Al darse cuenta de la constancia de su esposa, el marqués sintió vergüenza y bajó los ojos. Quedó pasmado de lo que ella podía aguantar con tanta entereza. Entonces se fue, con una resuelta expresión en el rostro, aunque en su fuero interno estallaba de felicidad.

Su temible secuaz se llevó a su hermoso hijito de la misma forma en que se había apoderado de su hija, o incluso con mayor crueldad si cabe. Sin embargo, ella no mostró señal de pena —tanta era su paciencia—, pero besó también a su hijo y lo persignó, pidiendo únicamente a aquel sujeto que, si podía, lo enterrase en la tierra para preservar a sus tiernas y delicadas extremidades de las aves y de las bestias de presa. Pero no obtuvo respuesta de ninguna clase. El hombre se marchó como si aquello no significase nada para él; pero llevó con todo cuidado al niño a Bolonia.

Cuanto más pensaba sobre el asunto, más se maravillaba el marqués por su paciencia y, si no hubiese estado seguro de cuánto amaba a sus hijos, hubiese sospechado de que ella pasaba por todo aquello por astucia, malicia o dureza de corazón. Pero sabía perfectamente que, después de él, a quienes ella amaba más era a sus hijos.

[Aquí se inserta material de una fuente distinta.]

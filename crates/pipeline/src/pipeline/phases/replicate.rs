//! Variant-filtered copying shared by the component and types phases

use crate::filter::{group_by_logical, FallbackPolicy, Resolution};
use crate::naming::{pascal_case, SourceName};
use crate::pipeline::context::GenerationContext;
use anyhow::Result;
use chillgen_core::{ProgressEvent, Variant};
use std::path::Path;

/// Resolve `file_names` (all in `source_dir`) for `variant` and write each
/// winner to `destination` under its logical name.
///
/// With `primary` set to a sub-component folder name, the file whose stem
/// matches the folder is written as `<PascalFolder>.tsx`.
pub fn replicate_files(
    context: &mut GenerationContext,
    source_dir: &Path,
    file_names: &[String],
    destination: &Path,
    variant: Variant,
    policy: FallbackPolicy,
    primary: Option<&str>,
) -> Result<()> {
    for group in group_by_logical(file_names.iter().map(String::as_str)) {
        let target = match primary {
            Some(folder) if is_primary(&group.logical, folder) => {
                format!("{}.tsx", pascal_case(folder))
            }
            _ => group.logical.clone(),
        };

        let resolution = group.resolve(variant, policy);
        match &resolution {
            Resolution::Preferred(_) => {}
            Resolution::Fallback(source) => context.emit(ProgressEvent::FallbackUsed {
                variant,
                logical: target.clone(),
                source: source.clone(),
            }),
            Resolution::Adopted(source) => context.emit(ProgressEvent::FileAdopted {
                variant,
                logical: target.clone(),
                source: source.clone(),
            }),
            Resolution::Missing => {
                let label = context.source_label(source_dir);
                context.emit(ProgressEvent::FileMissing {
                    variant,
                    logical: target,
                    context: label,
                });
                continue;
            }
        }

        if let Some(source) = resolution.source() {
            context.copy_rewritten(variant, &source_dir.join(source), &destination.join(&target))?;
        }
    }
    Ok(())
}

/// Files of `source_dir` go through the variant filter, sub-directories are
/// replicated recursively. `composite` marks a directory whose children are
/// sub-component folders.
pub fn replicate_dir(
    context: &mut GenerationContext,
    source_dir: &Path,
    destination: &Path,
    variant: Variant,
    policy: FallbackPolicy,
    primary: Option<&str>,
    composite: bool,
) -> Result<()> {
    let entries = context.source_entries(source_dir)?;
    let files: Vec<String> = entries
        .iter()
        .filter(|e| e.is_file())
        .map(|e| e.name.clone())
        .collect();
    replicate_files(context, source_dir, &files, destination, variant, policy, primary)?;

    for dir in entries.iter().filter(|e| e.is_dir()) {
        let primary = if composite { Some(dir.name.as_str()) } else { None };
        replicate_dir(
            context,
            &dir.path,
            &destination.join(&dir.name),
            variant,
            policy,
            primary,
            false,
        )?;
    }
    Ok(())
}

/// Copy the style files `variant` includes, keeping the tree shape
pub fn replicate_styles(
    context: &mut GenerationContext,
    source_dir: &Path,
    destination: &Path,
    variant: Variant,
) -> Result<()> {
    for entry in context.source_entries(source_dir)? {
        if entry.is_dir() {
            replicate_styles(context, &entry.path, &destination.join(&entry.name), variant)?;
        } else if variant.includes_style_file(&entry.name) {
            let logical = SourceName::parse(&entry.name).logical;
            context.copy_rewritten(variant, &entry.path, &destination.join(logical))?;
        }
    }
    Ok(())
}

fn is_primary(logical: &str, folder: &str) -> bool {
    let name = SourceName::parse(logical);
    name.extension() == ".tsx" && name.stem().eq_ignore_ascii_case(&pascal_case(folder))
}
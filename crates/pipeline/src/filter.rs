//! Variant filter: which source file stands in for a logical file in a given variant

use crate::naming::SourceName;
use chillgen_core::Variant;
use std::collections::BTreeMap;

/// Fallback direction for a tree
#[derive(Debug, Clone, Copy, PartialEq, Eq)]
pub enum FallbackPolicy {
    /// Variant file, else the unsuffixed file
    Component,
    /// Like `Component`, but hybrid treats the tailwind file as canonical and
    /// adopts the stylesheet file when nothing else exists
    Types,
}

#[derive(Debug, Clone, PartialEq, Eq)]
pub enum Resolution {
    /// The file authored for this variant (the unsuffixed file for hybrid)
    Preferred(String),
    /// The unsuffixed file, used because no variant file exists
    Fallback(String),
    /// A file authored for another variant, used because nothing else exists
    Adopted(String),
    Missing,
}

impl Resolution {
    pub fn source(&self) -> Option<&str> {
        match self {
            Resolution::Preferred(s) | Resolution::Fallback(s) | Resolution::Adopted(s) => Some(s),
            Resolution::Missing => None,
        }
    }
}

/// All source files sharing one logical name
#[derive(Debug, Clone, PartialEq, Eq)]
pub struct FileGroup {
    pub logical: String,
    pub candidates: Vec<SourceName>,
}

impl FileGroup {
    fn find(&self, suffix: Option<Variant>) -> Option<&str> {
        self.candidates
            .iter()
            .find(|c| c.suffix == suffix)
            .map(|c| c.file_name.as_str())
    }

    pub fn resolve(&self, variant: Variant, policy: FallbackPolicy) -> Resolution {
        resolve(self, variant, policy)
    }
}

/// Group file names by logical name, sorted by logical name
pub fn group_by_logical<'a>(file_names: impl IntoIterator<Item = &'a str>) -> Vec<FileGroup> {
    let mut groups: BTreeMap<String, Vec<SourceName>> = BTreeMap::new();
    for file_name in file_names {
        let name = SourceName::parse(file_name);
        groups.entry(name.logical.clone()).or_default().push(name);
    }
    groups
        .into_iter()
        .map(|(logical, mut candidates)| {
            candidates.sort_by(|a, b| a.file_name.cmp(&b.file_name));
            FileGroup {
                logical,
                candidates,
            }
        })
        .collect()
}

pub fn resolve(group: &FileGroup, variant: Variant, policy: FallbackPolicy) -> Resolution {
    match (variant, policy) {
        (Variant::Hybrid, FallbackPolicy::Component) => match group.find(None) {
            Some(f) => Resolution::Preferred(f.to_string()),
            None => Resolution::Missing,
        },
        (Variant::Hybrid, FallbackPolicy::Types) => {
            if let Some(f) = group.find(Some(Variant::Tailwind)) {
                Resolution::Preferred(f.to_string())
            } else if let Some(f) = group.find(None) {
                Resolution::Fallback(f.to_string())
            } else if let Some(f) = group.find(Some(Variant::Stylesheet)) {
                Resolution::Adopted(f.to_string())
            } else {
                Resolution::Missing
            }
        }
        (variant, _) => {
            if let Some(f) = group.find(Some(variant)) {
                Resolution::Preferred(f.to_string())
            } else if let Some(f) = group.find(None) {
                Resolution::Fallback(f.to_string())
            } else {
                Resolution::Missing
            }
        }
    }
}
use ignore::overrides::OverrideBuilder;
use serde::Deserialize;
use std::env;
use std::fmt;
use std::fs;
use std::path::{Path, PathBuf};
use thiserror::Error;

use crate::variant::Variant;

const DEFAULT_SOURCE_ROOT: &str = "chill-ui-core/src";
const DEFAULT_OUTPUT_ROOT: &str = "generated";
const DEFAULT_TEMPLATES_DIR: &str = "scripts/templates";
const DEFAULT_ALIAS_COMMAND: &str = "node scripts/convert-aliases-to-relative.js";
const DEFAULT_LOG_LEVEL: &str = "info";
const DEFAULT_SHARED_DIRS: &[&str] = &["constants"];
const DEFAULT_EXCLUDES: &[&str] = &[
    "**/__tests__",
    "**/__tests__/**",
    "**/*.test.ts",
    "**/*.test.tsx",
    "**/*.stories.tsx",
];

/// File looked up in the project root when no `--config` is given
pub const CONFIG_FILE_NAME: &str = "chillgen.toml";

#[derive(Debug, Error)]
pub enum ConfigError {
    #[error("Configuration validation failed: {0}")]
    ValidationFailed(String),

    #[error("Failed to parse {field}: {error}")]
    ParseError { field: String, error: String },

    #[error("Failed to read config file {path}: {error}")]
    ReadError { path: String, error: String },
}

/// Keys accepted in `chillgen.toml`; every field is optional.
#[derive(Debug, Default, Deserialize)]
#[serde(deny_unknown_fields)]
struct ConfigFile {
    source_root: Option<PathBuf>,
    output_root: Option<PathBuf>,
    templates_dir: Option<PathBuf>,
    alias_command: Option<String>,
    shared_dirs: Option<Vec<String>>,
    exclude: Option<Vec<String>>,
    log_level: Option<String>,
}

#[derive(Debug, Clone, PartialEq)]
pub struct GeneratorConfig {
    pub project_root: PathBuf,
    pub source_root: PathBuf,
    pub output_root: PathBuf,
    pub templates_dir: PathBuf,
    pub alias_command: Vec<String>,
    pub shared_dirs: Vec<String>,
    pub exclude: Vec<String>,
    pub log_level: String,
}

impl Default for GeneratorConfig {
    fn default() -> Self {
        let project_root = env::current_dir().unwrap_or_else(|_| PathBuf::from("."));
        Self::for_project(project_root)
    }
}

impl GeneratorConfig {
    /// Built-in defaults rooted at `project_root`, ignoring files and environment
    pub fn for_project(project_root: impl Into<PathBuf>) -> Self {
        Self {
            project_root: project_root.into(),
            source_root: PathBuf::from(DEFAULT_SOURCE_ROOT),
            output_root: PathBuf::from(DEFAULT_OUTPUT_ROOT),
            templates_dir: PathBuf::from(DEFAULT_TEMPLATES_DIR),
            alias_command: split_command(DEFAULT_ALIAS_COMMAND),
            shared_dirs: DEFAULT_SHARED_DIRS.iter().map(|s| s.to_string()).collect(),
            exclude: DEFAULT_EXCLUDES.iter().map(|s| s.to_string()).collect(),
            log_level: DEFAULT_LOG_LEVEL.to_string(),
        }
    }

    /// Defaults, then `config_file` (or `chillgen.toml` in the project root
    /// when present), then `CHILLGEN_*` environment variables.
    pub fn load(
        project_root: impl Into<PathBuf>,
        config_file: Option<&Path>,
    ) -> Result<Self, ConfigError> {
        let mut config = Self::for_project(project_root);

        let file = match config_file {
            Some(path) => Some(path.to_path_buf()),
            None => {
                let candidate = config.project_root.join(CONFIG_FILE_NAME);
                candidate.is_file().then_some(candidate)
            }
        };
        if let Some(path) = file {
            config.apply_file(&path)?;
        }

        config.apply_env();
        Ok(config)
    }

    fn apply_file(&mut self, path: &Path) -> Result<(), ConfigError> {
        let content = fs::read_to_string(path).map_err(|e| ConfigError::ReadError {
            path: path.display().to_string(),
            error: e.to_string(),
        })?;
        let file: ConfigFile = toml::from_str(&content).map_err(|e| ConfigError::ParseError {
            field: path.display().to_string(),
            error: e.to_string(),
        })?;

        if let Some(v) = file.source_root {
            self.source_root = v;
        }
        if let Some(v) = file.output_root {
            self.output_root = v;
        }
        if let Some(v) = file.templates_dir {
            self.templates_dir = v;
        }
        if let Some(v) = file.alias_command {
            self.alias_command = split_command(&v);
        }
        if let Some(v) = file.shared_dirs {
            self.shared_dirs = v;
        }
        if let Some(v) = file.exclude {
            self.exclude = v;
        }
        if let Some(v) = file.log_level {
            self.log_level = v.to_lowercase();
        }
        Ok(())
    }

    fn apply_env(&mut self) {
        if let Ok(v) = env::var("CHILLGEN_SOURCE_ROOT") {
            self.source_root = PathBuf::from(v);
        }
        if let Ok(v) = env::var("CHILLGEN_OUTPUT_ROOT") {
            self.output_root = PathBuf::from(v);
        }
        if let Ok(v) = env::var("CHILLGEN_TEMPLATES_DIR") {
            self.templates_dir = PathBuf::from(v);
        }
        if let Ok(v) = env::var("CHILLGEN_ALIAS_COMMAND") {
            self.alias_command = split_command(&v);
        }
        if let Ok(v) = env::var("CHILLGEN_SHARED_DIRS") {
            self.shared_dirs = split_list(&v);
        }
        if let Ok(v) = env::var("CHILLGEN_LOG_LEVEL") {
            self.log_level = v.to_lowercase();
        }
    }

    pub fn validate(&self) -> Result<(), ConfigError> {
        match self.log_level.as_str() {
            "trace" | "debug" | "info" | "warn" | "error" => {}
            _ => {
                return Err(ConfigError::ValidationFailed(format!(
                    "Invalid log level: {}. Valid options: trace, debug, info, warn, error",
                    self.log_level
                )))
            }
        }

        if self.output_root.as_os_str().is_empty() {
            return Err(ConfigError::ValidationFailed(
                "Output root must not be empty".to_string(),
            ));
        }

        let source = self.source_dir();
        let output = self.output_dir();
        if output.starts_with(&source) {
            return Err(ConfigError::ValidationFailed(format!(
                "Output root {} is inside the source root {}",
                output.display(),
                source.display()
            )));
        }
        if source.starts_with(&output) {
            return Err(ConfigError::ValidationFailed(format!(
                "Source root {} is inside the output root {} and would be deleted",
                source.display(),
                output.display()
            )));
        }

        let mut builder = OverrideBuilder::new(&source);
        for pattern in &self.exclude {
            builder.add(&format!("!{}", pattern)).map_err(|e| {
                ConfigError::ValidationFailed(format!(
                    "Invalid exclude pattern '{}': {}",
                    pattern, e
                ))
            })?;
        }

        for shared in &self.shared_dirs {
            if shared.is_empty() || shared.contains("..") || Path::new(shared).is_absolute() {
                return Err(ConfigError::ValidationFailed(format!(
                    "Shared directory must be a plain relative name: '{}'",
                    shared
                )));
            }
        }

        Ok(())
    }

    pub fn source_dir(&self) -> PathBuf {
        self.project_root.join(&self.source_root)
    }

    pub fn output_dir(&self) -> PathBuf {
        self.project_root.join(&self.output_root)
    }

    pub fn templates_path(&self) -> PathBuf {
        self.project_root.join(&self.templates_dir)
    }

    /// Root of one generated package, e.g. `generated/core-tailwind`
    pub fn package_dir(&self, variant: Variant) -> PathBuf {
        self.output_dir().join(variant.dir_name())
    }

    /// `src/` of one generated package
    pub fn package_src(&self, variant: Variant) -> PathBuf {
        self.package_dir(variant).join("src")
    }
}

impl fmt::Display for GeneratorConfig {
    fn fmt(&self, f: &mut fmt::Formatter<'_>) -> fmt::Result {
        writeln!(f, "Chillgen Configuration:")?;
        writeln!(f, "  Project Root: {}", self.project_root.display())?;
        writeln!(f, "  Source Root: {}", self.source_root.display())?;
        writeln!(f, "  Output Root: {}", self.output_root.display())?;
        writeln!(f, "  Templates: {}", self.templates_dir.display())?;
        if self.alias_command.is_empty() {
            writeln!(f, "  Alias Command: (disabled)")?;
        } else {
            writeln!(f, "  Alias Command: {}", self.alias_command.join(" "))?;
        }
        writeln!(f, "  Shared Dirs: {}", self.shared_dirs.join(", "))?;
        writeln!(f, "  Exclude: {}", self.exclude.join(", "))?;
        writeln!(f, "  Log Level: {}", self.log_level)?;
        Ok(())
    }
}

fn split_command(command: &str) -> Vec<String> {
    command.split_whitespace().map(|s| s.to_string()).collect()
}

fn split_list(list: &str) -> Vec<String> {
    list.split(',')
        .map(|s| s.trim())
        .filter(|s| !s.is_empty())
        .map(|s| s.to_string())
        .collect()
}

Ahora preguntaré a las damas presentes si no consideran que todas estas pruebas no eran ya suficientes. ¿Qué más podría idear este implacable marido para comprobar la fidelidad y constancia hacia alguien tan inexorable como él? Pero hay un tipo de personas que una vez han decidido tomar determinada senda, no pueden ya resistir, sino que se atienen a su propósito primitivo, como un mártir atado a la estaca del suplicio. Tal era el caso del marqués, que persistía en poner a su mujer a prueba según su propósito inicial.